La santé mentale a été déclarée grande cause nationale en 2025 et en 2026, à croire que le travail n’avait pas été terminé en 2025, il a fallu que l’Etat le re-déclare en 2026. Mais deux années de suite grande cause nationale, c’est un constat effarant : aucun financement, aucune réflexion sur de nouveaux dispositifs.
Certes, vous me direz que le "chèque psy" a été fait, d’accord, mais ce n’est pas assez. On le sait, nous avons besoin de repenser la prise en charge de la santé mentale, nous avons besoin de repenser une prise en charge à l’aune des enjeux du XXIe siècle, une prise en charge qui ne soit ni hospitalo-centrée, ni qui évacue la question de la psychiatrie, ni qui nie la question des problématiques sociales.

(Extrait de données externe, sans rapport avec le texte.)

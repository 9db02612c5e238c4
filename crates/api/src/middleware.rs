//! API middleware.

#![allow(missing_docs)]

use axum::{
    body::Body,
    http::{HeaderMap, Request},
    middleware::Next,
    response::Response,
};
use boardvote_common::{Timer, get_metrics};
use boardvote_core::{Actor, VoteLifecycleService, VoteQueryService};

/// Header carrying the authenticated user id, set by the identity gateway.
pub const ACTOR_ID_HEADER: &str = "x-actor-id";
/// Header carrying the display name of the authenticated user.
pub const ACTOR_NAME_HEADER: &str = "x-actor-name";
/// Header carrying the board role of the authenticated user.
pub const ACTOR_ROLE_HEADER: &str = "x-actor-role";

/// Application state.
#[derive(Clone)]
pub struct AppState {
    pub lifecycle: VoteLifecycleService,
    pub query: VoteQueryService,
}

fn header_value(headers: &HeaderMap, name: &str) -> Option<String> {
    headers
        .get(name)
        .and_then(|value| value.to_str().ok())
        .map(str::trim)
        .filter(|value| !value.is_empty())
        .map(ToString::to_string)
}

/// Read the gateway's identity headers into an [`Actor`].
#[must_use]
pub fn actor_from_headers(headers: &HeaderMap) -> Option<Actor> {
    let id = header_value(headers, ACTOR_ID_HEADER)?;
    let name = header_value(headers, ACTOR_NAME_HEADER).unwrap_or_else(|| id.clone());

    Some(Actor {
        id,
        name,
        role: header_value(headers, ACTOR_ROLE_HEADER),
    })
}

/// Authentication middleware.
///
/// Requests without identity headers pass through; handlers that need an
/// actor reject them through the `AuthActor` extractor.
pub async fn auth_middleware(mut req: Request<Body>, next: Next) -> Response {
    if let Some(actor) = actor_from_headers(req.headers()) {
        req.extensions_mut().insert(actor);
    }

    next.run(req).await
}

/// Count requests, responses by status class and latency.
pub async fn metrics_middleware(req: Request<Body>, next: Next) -> Response {
    let metrics = get_metrics();
    let timer = Timer::start();
    metrics.start_request();

    let response = next.run(req).await;

    metrics.end_request();
    metrics.record_http_request(response.status().as_u16(), timer.elapsed());
    response
}
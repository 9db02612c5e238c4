//! Ballot entity. Insert-only.
//!
//! A changed vote is a new row with the next `revision`; the row with the
//! greatest `(cast_at, sequence)` per voter is that voter's effective ballot.

use sea_orm::entity::prelude::*;
use serde::{Deserialize, Serialize};

#[derive(Clone, Debug, PartialEq, DeriveEntityModel, Serialize, Deserialize)]
#[sea_orm(table_name = "vote_cast")]
pub struct Model {
    #[sea_orm(primary_key, auto_increment = false)]
    pub id: String,

    #[sea_orm(indexed)]
    pub vote_id: String,

    pub option_id: String,

    /// Always the real voter; anonymity is applied in read projections.
    pub user_id: String,

    /// Weight copied from the eligibility snapshot at cast time.
    pub weight_applied: f64,

    /// 0 for the voter's first ballot, +1 per change.
    pub revision: i32,

    /// Per-vote append position.
    pub sequence: i64,

    pub cast_at: DateTimeWithTimeZone,

    #[sea_orm(nullable)]
    pub ip_address: Option<String>,

    #[sea_orm(column_type = "Text", nullable)]
    pub user_agent: Option<String>,
}

#[derive(Copy, Clone, Debug, EnumIter, DeriveRelation)]
pub enum Relation {
    #[sea_orm(
        belongs_to = "super::vote::Entity",
        from = "Column::VoteId",
        to = "super::vote::Column::Id",
        on_delete = "Restrict"
    )]
    Vote,
    #[sea_orm(
        belongs_to = "super::vote_option::Entity",
        from = "Column::OptionId",
        to = "super::vote_option::Column::Id",
        on_delete = "Restrict"
    )]
    VoteOption,
}

impl Related<super::vote::Entity> for Entity {
    fn to() -> RelationDef {
        Relation::Vote.def()
    }
}

impl Related<super::vote_option::Entity> for Entity {
    fn to() -> RelationDef {
        Relation::VoteOption.def()
    }
}

impl ActiveModelBehavior for ActiveModel {}
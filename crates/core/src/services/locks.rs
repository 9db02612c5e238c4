//! Per-vote mutation locks.

use std::collections::HashMap;
use std::sync::Arc;

use tokio::sync::{Mutex, OwnedMutexGuard};

/// Serializes mutations of the same vote inside this process.
///
/// Votes never block each other. Across processes the status guard and
/// the ledger's unique indexes still hold; this only keeps local writers
/// from racing into them.
#[derive(Clone, Default)]
pub struct VoteLocks {
    locks: Arc<Mutex<HashMap<String, Arc<Mutex<()>>>>>,
}

impl VoteLocks {
    /// Create an empty lock table.
    #[must_use]
    pub fn new() -> Self {
        Self::default()
    }

    /// Wait for exclusive access to `vote_id`.
    pub async fn acquire(&self, vote_id: &str) -> OwnedMutexGuard<()> {
        let lock = {
            let mut locks = self.locks.lock().await;
            // Entries only referenced by the table are idle
            locks.retain(|_, lock| Arc::strong_count(lock) > 1);
            locks
                .entry(vote_id.to_string())
                .or_insert_with(|| Arc::new(Mutex::new(())))
                .clone()
        };
        lock.lock_owned().await
    }

    /// Number of votes with a held or awaited lock.
    pub async fn active(&self) -> usize {
        let locks = self.locks.lock().await;
        locks
            .values()
            .filter(|lock| Arc::strong_count(lock) > 1)
            .count()
    }
}

#[cfg(test)]
mod tests {
    use super::*;
    use std::time::Duration;

    #[tokio::test]
    async fn test_same_vote_is_exclusive() {
        let locks = VoteLocks::new();
        let guard = locks.acquire("vote1").await;

        let contender = {
            let locks = locks.clone();
            tokio::spawn(async move {
                let _guard = locks.acquire("vote1").await;
            })
        };

        tokio::time::sleep(Duration::from_millis(20)).await;
        assert!(!contender.is_finished());

        drop(guard);
        tokio::time::timeout(Duration::from_secs(1), contender)
            .await
            .expect("contender should acquire after release")
            .expect("task panicked");
    }

    #[tokio::test]
    async fn test_different_votes_do_not_block() {
        let locks = VoteLocks::new();
        let _first = locks.acquire("vote1").await;

        let second = tokio::time::timeout(Duration::from_secs(1), locks.acquire("vote2")).await;
        assert!(second.is_ok());
    }

    #[tokio::test]
    async fn test_idle_locks_are_pruned() {
        let locks = VoteLocks::new();
        drop(locks.acquire("vote1").await);
        drop(locks.acquire("vote2").await);

        assert_eq!(locks.active().await, 0);
        let _held = locks.acquire("vote3").await;
        assert_eq!(locks.active().await, 1);
        assert_eq!(locks.locks.lock().await.len(), 1);
    }
}
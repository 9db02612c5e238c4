//! Create `vote_configuration` and `vote_option` tables.

use sea_orm_migration::prelude::*;

#[derive(DeriveMigrationName)]
pub struct Migration;

#[async_trait::async_trait]
impl MigrationTrait for Migration {
    async fn up(&self, manager: &SchemaManager) -> Result<(), DbErr> {
        manager
            .create_table(
                Table::create()
                    .table(VoteConfiguration::Table)
                    .if_not_exists()
                    .col(
                        ColumnDef::new(VoteConfiguration::VoteId)
                            .string_len(32)
                            .not_null()
                            .primary_key(),
                    )
                    .col(
                        ColumnDef::new(VoteConfiguration::VotingMethod)
                            .string_len(16)
                            .not_null(),
                    )
                    .col(
                        ColumnDef::new(VoteConfiguration::QuorumRequired)
                            .boolean()
                            .not_null()
                            .default(false),
                    )
                    .col(
                        ColumnDef::new(VoteConfiguration::QuorumPercentage)
                            .double()
                            .not_null()
                            .default(0.0),
                    )
                    .col(
                        ColumnDef::new(VoteConfiguration::PassingRule)
                            .string_len(16)
                            .not_null(),
                    )
                    .col(
                        ColumnDef::new(VoteConfiguration::PassThresholdPercentage)
                            .double()
                            .not_null(),
                    )
                    .col(
                        ColumnDef::new(VoteConfiguration::Anonymous)
                            .boolean()
                            .not_null()
                            .default(false),
                    )
                    .col(
                        ColumnDef::new(VoteConfiguration::AllowAbstain)
                            .boolean()
                            .not_null()
                            .default(false),
                    )
                    .col(
                        ColumnDef::new(VoteConfiguration::AllowChangeVote)
                            .boolean()
                            .not_null()
                            .default(false),
                    )
                    .col(ColumnDef::new(VoteConfiguration::TimeLimitMinutes).integer())
                    .col(
                        ColumnDef::new(VoteConfiguration::AutoCloseWhenAllVoted)
                            .boolean()
                            .not_null()
                            .default(false),
                    )
                    .col(
                        ColumnDef::new(VoteConfiguration::UpdatedAt)
                            .timestamp_with_time_zone()
                            .not_null()
                            .default(Expr::current_timestamp()),
                    )
                    .foreign_key(
                        ForeignKey::create()
                            .name("fk_vote_configuration_vote")
                            .from(VoteConfiguration::Table, VoteConfiguration::VoteId)
                            .to(Vote::Table, Vote::Id)
                            .on_delete(ForeignKeyAction::Cascade),
                    )
                    .to_owned(),
            )
            .await?;

        manager
            .create_table(
                Table::create()
                    .table(VoteOption::Table)
                    .if_not_exists()
                    .col(
                        ColumnDef::new(VoteOption::Id)
                            .string_len(32)
                            .not_null()
                            .primary_key(),
                    )
                    .col(ColumnDef::new(VoteOption::VoteId).string_len(32).not_null())
                    .col(ColumnDef::new(VoteOption::Label).string_len(256).not_null())
                    .col(ColumnDef::new(VoteOption::Description).text())
                    .col(
                        ColumnDef::new(VoteOption::DisplayOrder)
                            .integer()
                            .not_null()
                            .default(0),
                    )
                    .col(
                        ColumnDef::new(VoteOption::IsAbstain)
                            .boolean()
                            .not_null()
                            .default(false),
                    )
                    .foreign_key(
                        ForeignKey::create()
                            .name("fk_vote_option_vote")
                            .from(VoteOption::Table, VoteOption::VoteId)
                            .to(Vote::Table, Vote::Id)
                            .on_delete(ForeignKeyAction::Cascade),
                    )
                    .to_owned(),
            )
            .await?;

        // Options are always listed per vote in display order
        manager
            .create_index(
                Index::create()
                    .name("idx_vote_option_vote_id_display_order")
                    .table(VoteOption::Table)
                    .col(VoteOption::VoteId)
                    .col(VoteOption::DisplayOrder)
                    .to_owned(),
            )
            .await?;

        Ok(())
    }

    async fn down(&self, manager: &SchemaManager) -> Result<(), DbErr> {
        manager
            .drop_table(Table::drop().table(VoteOption::Table).to_owned())
            .await?;
        manager
            .drop_table(Table::drop().table(VoteConfiguration::Table).to_owned())
            .await
    }
}

#[derive(Iden)]
enum VoteConfiguration {
    Table,
    VoteId,
    VotingMethod,
    QuorumRequired,
    QuorumPercentage,
    PassingRule,
    PassThresholdPercentage,
    Anonymous,
    AllowAbstain,
    AllowChangeVote,
    TimeLimitMinutes,
    AutoCloseWhenAllVoted,
    UpdatedAt,
}

#[derive(Iden)]
enum VoteOption {
    Table,
    Id,
    VoteId,
    Label,
    Description,
    DisplayOrder,
    IsAbstain,
}

#[derive(Iden)]
enum Vote {
    Table,
    Id,
}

Parce que, bien souvent, nous avons besoin d’avoir la prise en compte de toutes ces dimensions dans la vie des personnes, en particulier dans la vie des personnes les plus fragiles et les plus précaires.
Avec ce qui est en train de se passer, nous aurons l’occasion d’y revenir demain, à la "Fondation OEuvre Croix Saint-Simon", où l’Etat décide de tourner complètement le dos et, pour l’instant, ne souhaite absolument pas s’engager, c’est une structure essentielle pour la prise en charge des femmes, des mères atteintes de maladies psychiatriques, qui risque de disparaître ou de tomber dans les mains d’opérateurs privés qui n’auront pas à coeur le soin de ces personnes. Et pourtant, c’est une structure assez unique en France, que nous avons besoin de préserver et qui doit aussi nous montrer le chemin sur les structures que nous avons besoin de construire à Paris.
Voilà, nous redisons donc notre plaidoyer pour la défense de la santé mentale. Il faut continuer avec des événements comme ceux-là, qui permettent de mettre en visibilité, mais aussi construire une politique publique avec l’Etat et avec des structures de soins adaptées aux prises en charge au plus près des besoins des personnes, en particulier des personnes les plus précaires.